§ RECORDS SUPPLIED:
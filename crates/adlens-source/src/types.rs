//! Ad Library Graph API response types.
//!
//! A page is `{"data": [...], "paging": {"cursors": {...}, "next": "..."}}`.
//! Records in `data` are kept as raw JSON so a single malformed ad can be
//! skipped without losing the page.

use serde::Deserialize;
use serde_json::Value;

/// One page of `ads_archive` results.
#[derive(Debug, Deserialize)]
pub struct ArchivePage {
    #[serde(default)]
    pub data: Vec<Value>,
    #[serde(default)]
    pub paging: Option<Paging>,
}

#[derive(Debug, Deserialize)]
pub struct Paging {
    /// Absolute URL of the next page, including the access token.
    #[serde(default)]
    pub next: Option<String>,
}

/// Error envelope: `{"error": {"message": "...", "type": "...", "code": 613}}`.
#[derive(Debug, Deserialize)]
pub struct GraphErrorEnvelope {
    pub error: GraphError,
}

#[derive(Debug, Deserialize)]
pub struct GraphError {
    #[serde(default)]
    pub message: String,
    #[serde(default, rename = "type")]
    pub kind: Option<String>,
    #[serde(default)]
    pub code: i64,
}

/// Spend and impressions arrive either as a plain string or as a bounds
/// object whose values may be strings or numbers.
#[derive(Debug, Clone, PartialEq, Deserialize)]
#[serde(untagged)]
pub enum Bounds {
    Text(String),
    Range {
        #[serde(default)]
        lower_bound: Option<Value>,
        #[serde(default)]
        upper_bound: Option<Value>,
    },
}

#[derive(Debug, Clone, Deserialize)]
pub struct ArchiveDemographic {
    #[serde(default)]
    pub age: Option<String>,
    #[serde(default)]
    pub gender: Option<String>,
    #[serde(default)]
    pub region: Option<String>,
    #[serde(default)]
    pub percentage: Option<Value>,
}

/// A single record from `data`. Only `id` is required.
#[derive(Debug, Clone, Deserialize)]
pub struct ArchiveAd {
    pub id: String,
    #[serde(default)]
    pub page_id: Option<String>,
    #[serde(default)]
    pub page_name: Option<String>,
    #[serde(default)]
    pub ad_delivery_start_time: Option<String>,
    #[serde(default)]
    pub ad_delivery_stop_time: Option<String>,
    #[serde(default)]
    pub spend: Option<Bounds>,
    #[serde(default)]
    pub impressions: Option<Bounds>,
    #[serde(default)]
    pub currency: Option<String>,
    #[serde(default)]
    pub ad_creative_bodies: Vec<String>,
    #[serde(default)]
    pub ad_creative_link_titles: Vec<String>,
    #[serde(default)]
    pub ad_creative_link_descriptions: Vec<String>,
    #[serde(default)]
    pub demographic_distribution: Vec<ArchiveDemographic>,
    #[serde(default)]
    pub publisher_platforms: Vec<String>,
    #[serde(default)]
    pub ad_snapshot_url: Option<String>,
}
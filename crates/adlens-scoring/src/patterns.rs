//! Cached access to the pattern report.
//!
//! A report is resolved by trying three strategies in order: the pattern
//! cache, a recompute from the top successful ads, and finally an explicit
//! empty report. Store failures in the first two are logged and skipped.

use std::time::Duration;

use adlens_core::PatternReport;
use chrono::Utc;
use serde::Serialize;
use tokio::task::JoinHandle;

use crate::corpus::analyze;
use crate::store::{PatternCache, SuccessStore};

pub const PATTERN_CACHE_KEY: &str = "patterns:latest";
pub const PATTERN_TTL: Duration = Duration::from_secs(24 * 60 * 60);
/// Default number of top-scoring ads a recompute analyzes.
pub const DEFAULT_SAMPLE_SIZE: usize = 100;

/// Where a resolved report came from.
#[derive(Debug, Clone, Copy, PartialEq, Eq, Serialize)]
#[serde(rename_all = "snake_case")]
pub enum PatternSource {
    Cache,
    Recomputed,
    Empty,
}

#[derive(Debug, Clone)]
pub struct PatternStore<S> {
    store: S,
    sample_size: usize,
    ttl: Duration,
}

impl<S> PatternStore<S> {
    pub fn new(store: S, sample_size: usize) -> Self {
        Self {
            store,
            sample_size,
            ttl: PATTERN_TTL,
        }
    }

    #[must_use]
    pub fn with_ttl(mut self, ttl: Duration) -> Self {
        self.ttl = ttl;
        self
    }
}

impl<S: SuccessStore + PatternCache> PatternStore<S> {
    /// The current report. Never fails; falls back to an empty report.
    pub async fn get_patterns(&self, refresh: bool) -> PatternReport {
        self.resolve(refresh).await.0
    }

    /// Try each strategy in order. `refresh` skips the cache.
    pub async fn resolve(&self, refresh: bool) -> (PatternReport, PatternSource) {
        let strategies: &[PatternSource] = if refresh {
            &[PatternSource::Recomputed]
        } else {
            &[PatternSource::Cache, PatternSource::Recomputed]
        };

        for &strategy in strategies {
            let attempt = match strategy {
                PatternSource::Cache => self.cached().await,
                PatternSource::Recomputed => self.recompute().await,
                PatternSource::Empty => None,
            };
            if let Some(report) = attempt {
                tracing::debug!(source = ?strategy, "pattern report resolved");
                return (report, strategy);
            }
        }

        (empty_report(), PatternSource::Empty)
    }

    /// Strategy 1: the cached report, if present and unexpired.
    pub async fn cached(&self) -> Option<PatternReport> {
        match self.store.get_report(PATTERN_CACHE_KEY).await {
            Ok(report) => report,
            Err(e) => {
                tracing::warn!(error = %e, "pattern cache read failed");
                None
            }
        }
    }

    /// Strategy 2: analyze the top successful ads and cache the result.
    ///
    /// `None` when the ads cannot be loaded or there are too few of them.
    pub async fn recompute(&self) -> Option<PatternReport> {
        let ads = match self.store.top_successful(self.sample_size).await {
            Ok(ads) => ads,
            Err(e) => {
                tracing::warn!(error = %e, "failed to load successful ads for pattern analysis");
                return None;
            }
        };

        let report = analyze(&ads)?;
        if let Err(e) = self
            .store
            .set_report(PATTERN_CACHE_KEY, &report, self.ttl)
            .await
        {
            tracing::warn!(error = %e, "pattern cache write failed");
        }
        tracing::info!(
            analyzed_ads = report.analyzed_ads,
            terms = report.common_terms.len(),
            "pattern report recomputed"
        );
        Some(report)
    }
}

/// Strategy 3: no terms, empty maps, current timestamp.
#[must_use]
pub fn empty_report() -> PatternReport {
    PatternReport::empty(Utc::now())
}

/// Recompute patterns on a detached task.
///
/// The caller does not wait. A panic in the analysis is caught at the
/// task boundary and logged.
pub fn spawn_pattern_refresh<S>(patterns: PatternStore<S>) -> JoinHandle<()>
where
    S: SuccessStore + PatternCache + 'static,
{
    tokio::spawn(async move {
        let analysis = tokio::spawn(async move { patterns.recompute().await });
        match analysis.await {
            Ok(Some(report)) => tracing::info!(
                terms = report.common_terms.len(),
                "background pattern refresh complete"
            ),
            Ok(None) => tracing::info!("background pattern refresh produced no report"),
            Err(e) => tracing::error!(error = %e, "background pattern refresh aborted"),
        }
    })
}

#[cfg(test)]
mod tests {
    use adlens_core::{RawAd, ScoredAd};

    use super::*;
    use crate::error::StoreError;
    use crate::memory::MemoryStore;

    fn successful(id: &str, body: &str, score: u8) -> ScoredAd {
        let mut ad = ScoredAd::zeroed(RawAd {
            id: id.to_string(),
            ad_creative_bodies: vec![body.to_string()],
            ..RawAd::default()
        }, Utc::now());
        ad.success_score = score;
        ad
    }

    async fn seeded_store(count: usize) -> MemoryStore {
        let store = MemoryStore::new();
        for i in 0..count {
            let ad = successful(&format!("ad-{i}"), &format!("shop deals item{i}"), 80);
            store.upsert_successful(&ad).await.unwrap();
        }
        store
    }

    /// Pattern cache that is always down; successful-ad storage works.
    #[derive(Debug, Clone, Default)]
    struct CachelessStore {
        inner: MemoryStore,
    }

    impl SuccessStore for CachelessStore {
        async fn upsert_successful(&self, ad: &ScoredAd) -> Result<(), StoreError> {
            self.inner.upsert_successful(ad).await
        }

        async fn top_successful(&self, limit: usize) -> Result<Vec<ScoredAd>, StoreError> {
            self.inner.top_successful(limit).await
        }

        async fn list_successful(
            &self,
            limit: usize,
            offset: usize,
        ) -> Result<(Vec<ScoredAd>, u64), StoreError> {
            self.inner.list_successful(limit, offset).await
        }
    }

    impl PatternCache for CachelessStore {
        async fn get_report(&self, _key: &str) -> Result<Option<PatternReport>, StoreError> {
            Err(StoreError::Unavailable("cache offline".to_string()))
        }

        async fn set_report(
            &self,
            _key: &str,
            _report: &PatternReport,
            _ttl: Duration,
        ) -> Result<(), StoreError> {
            Err(StoreError::Unavailable("cache offline".to_string()))
        }
    }

    #[tokio::test]
    async fn empty_store_yields_explicit_empty_report() {
        let patterns = PatternStore::new(MemoryStore::new(), DEFAULT_SAMPLE_SIZE);
        let (report, source) = patterns.resolve(false).await;
        assert_eq!(source, PatternSource::Empty);
        assert!(report.common_terms.is_empty());
        assert!(report.structure_patterns.is_empty());
        assert!(report.visual_patterns.is_empty());
    }

    #[tokio::test]
    async fn miss_recomputes_and_then_hits_cache() {
        let store = seeded_store(5).await;
        let patterns = PatternStore::new(store.clone(), DEFAULT_SAMPLE_SIZE);

        let (first, source) = patterns.resolve(false).await;
        assert_eq!(source, PatternSource::Recomputed);
        assert_eq!(first.common_terms[0].term, "deals");
        assert!(store.get_report(PATTERN_CACHE_KEY).await.unwrap().is_some());

        let (second, source) = patterns.resolve(false).await;
        assert_eq!(source, PatternSource::Cache);
        assert_eq!(second, first);
    }

    #[tokio::test]
    async fn refresh_bypasses_cache() {
        let store = seeded_store(5).await;
        let patterns = PatternStore::new(store.clone(), DEFAULT_SAMPLE_SIZE);
        let stale = PatternReport::empty(Utc::now());
        store
            .set_report(PATTERN_CACHE_KEY, &stale, PATTERN_TTL)
            .await
            .unwrap();

        let (cached, source) = patterns.resolve(false).await;
        assert_eq!(source, PatternSource::Cache);
        assert!(cached.common_terms.is_empty());

        let (fresh, source) = patterns.resolve(true).await;
        assert_eq!(source, PatternSource::Recomputed);
        assert!(!fresh.common_terms.is_empty());
    }

    #[tokio::test]
    async fn recompute_uses_only_top_sample() {
        let store = seeded_store(5).await;
        for i in 0..3 {
            let low = successful(&format!("low-{i}"), "clearance outlet", 51);
            store.upsert_successful(&low).await.unwrap();
        }
        let patterns = PatternStore::new(store, 5);
        let report = patterns.recompute().await.expect("report");
        assert_eq!(report.analyzed_ads, 5);
        assert!(report
            .common_terms
            .iter()
            .all(|t| t.term != "clearance" && t.term != "outlet"));
    }

    #[tokio::test]
    async fn unavailable_cache_degrades_to_recompute_every_time() {
        let store = CachelessStore::default();
        for i in 0..6 {
            let ad = successful(&format!("ad-{i}"), "shop deals now", 90);
            store.upsert_successful(&ad).await.unwrap();
        }
        let patterns = PatternStore::new(store, DEFAULT_SAMPLE_SIZE);
        for _ in 0..2 {
            let (report, source) = patterns.resolve(false).await;
            assert_eq!(source, PatternSource::Recomputed);
            assert_eq!(report.analyzed_ads, 6);
        }
    }

    #[tokio::test]
    async fn detached_refresh_populates_cache() {
        let store = seeded_store(6).await;
        let handle = spawn_pattern_refresh(PatternStore::new(store.clone(), DEFAULT_SAMPLE_SIZE));
        handle.await.expect("refresh task completes");
        let cached = store.get_report(PATTERN_CACHE_KEY).await.unwrap();
        assert!(cached.is_some());
    }

    #[tokio::test]
    async fn detached_refresh_with_too_few_ads_is_quiet() {
        let store = seeded_store(2).await;
        let handle = spawn_pattern_refresh(PatternStore::new(store.clone(), DEFAULT_SAMPLE_SIZE));
        handle.await.expect("refresh task completes");
        assert!(store.get_report(PATTERN_CACHE_KEY).await.unwrap().is_none());
    }
}
use std::{
    sync::Arc,
    time::{Duration, Instant},
};

use axum::{
    extract::{Request, State},
    http::HeaderValue,
    middleware::Next,
    response::{IntoResponse, Response},
};
use tokio::sync::Mutex;
use uuid::Uuid;

use crate::api::ApiError;

pub const REQUEST_ID_HEADER: &str = "x-request-id";

/// Newtype wrapping a request ID string, stored as a request extension.
#[derive(Debug, Clone)]
pub struct RequestId(pub String);

#[derive(Debug, Clone)]
struct RateLimitWindow {
    started_at: Instant,
    count: usize,
}

/// Fixed-window limiter shared by every rate-limited route.
#[derive(Debug, Clone)]
pub struct RateLimitState {
    max_requests: usize,
    window: Duration,
    state: Arc<Mutex<RateLimitWindow>>,
}

impl RateLimitState {
    #[must_use]
    pub fn new(max_requests: usize, window: Duration) -> Self {
        Self {
            max_requests,
            window,
            state: Arc::new(Mutex::new(RateLimitWindow {
                started_at: Instant::now(),
                count: 0,
            })),
        }
    }

    /// Counts one request. `false` when the current window is full.
    async fn try_acquire(&self) -> bool {
        let mut window = self.state.lock().await;
        if window.started_at.elapsed() >= self.window {
            window.started_at = Instant::now();
            window.count = 0;
        }
        if window.count >= self.max_requests {
            return false;
        }
        window.count += 1;
        true
    }
}

/// Axum middleware that extracts or generates a request ID.
///
/// If the incoming request has an `x-request-id` header, that value is used.
/// Otherwise a new `UUIDv4` is generated. The ID is:
/// - Inserted into request extensions as [`RequestId`]
/// - Set on the response as the `x-request-id` header
pub async fn request_id(mut req: Request, next: Next) -> Response {
    let id = req
        .headers()
        .get(REQUEST_ID_HEADER)
        .and_then(|v| v.to_str().ok())
        .filter(|v| !v.trim().is_empty())
        .map_or_else(|| Uuid::new_v4().to_string(), String::from);

    req.extensions_mut().insert(RequestId(id.clone()));

    let mut res = next.run(req).await;

    if let Ok(val) = HeaderValue::from_str(&id) {
        res.headers_mut().insert(REQUEST_ID_HEADER, val);
    }

    res
}

/// Middleware enforcing a fixed request-per-window limit.
///
/// Rejections use the standard error envelope with code `rate_limited`.
pub async fn enforce_rate_limit(
    State(rate_limit): State<RateLimitState>,
    req: Request,
    next: Next,
) -> Response {
    if rate_limit.try_acquire().await {
        return next.run(req).await;
    }

    let request_id = req
        .extensions()
        .get::<RequestId>()
        .map_or_else(String::new, |id| id.0.clone());
    tracing::warn!(request_id = %request_id, path = %req.uri().path(), "rate limit exceeded");
    ApiError::new(request_id, "rate_limited", "rate limit exceeded").into_response()
}
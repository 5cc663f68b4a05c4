//! Shared domain types and configuration for the adlens workspace.

pub mod ads;
pub mod app_config;
pub mod config;
pub mod patterns;

use thiserror::Error;

pub use ads::{ComponentScores, DemographicEntry, ExtractedMetrics, RawAd, ScoredAd};
pub use app_config::{AppConfig, Environment};
pub use config::{load_app_config, load_app_config_from_env};
pub use patterns::{PatternReport, TermPattern};

#[derive(Debug, Error)]
pub enum ConfigError {
    #[error("missing required environment variable: {0}")]
    MissingEnvVar(String),

    #[error("invalid value for {var}: {reason}")]
    InvalidEnvVar { var: String, reason: String },
}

§ PROMPT: Above this instruction are the records; retype exactly the lines from the one containing "pub async fn recompute(&self)" up to and including the one containing "if let Err(e) = self".

§ EXERCISE ANSWER:
    pub async fn recompute(&self) -> Option<PatternReport> {
        let ads = match self.store.top_successful(self.sample_size).await {
            Ok(ads) => ads,
            Err(e) => {
                tracing::warn!(error = %e, "failed to load successful ads for pattern analysis");
                return None;
            }
        };

        let report = analyze(&ads)?;
        if let Err(e) = self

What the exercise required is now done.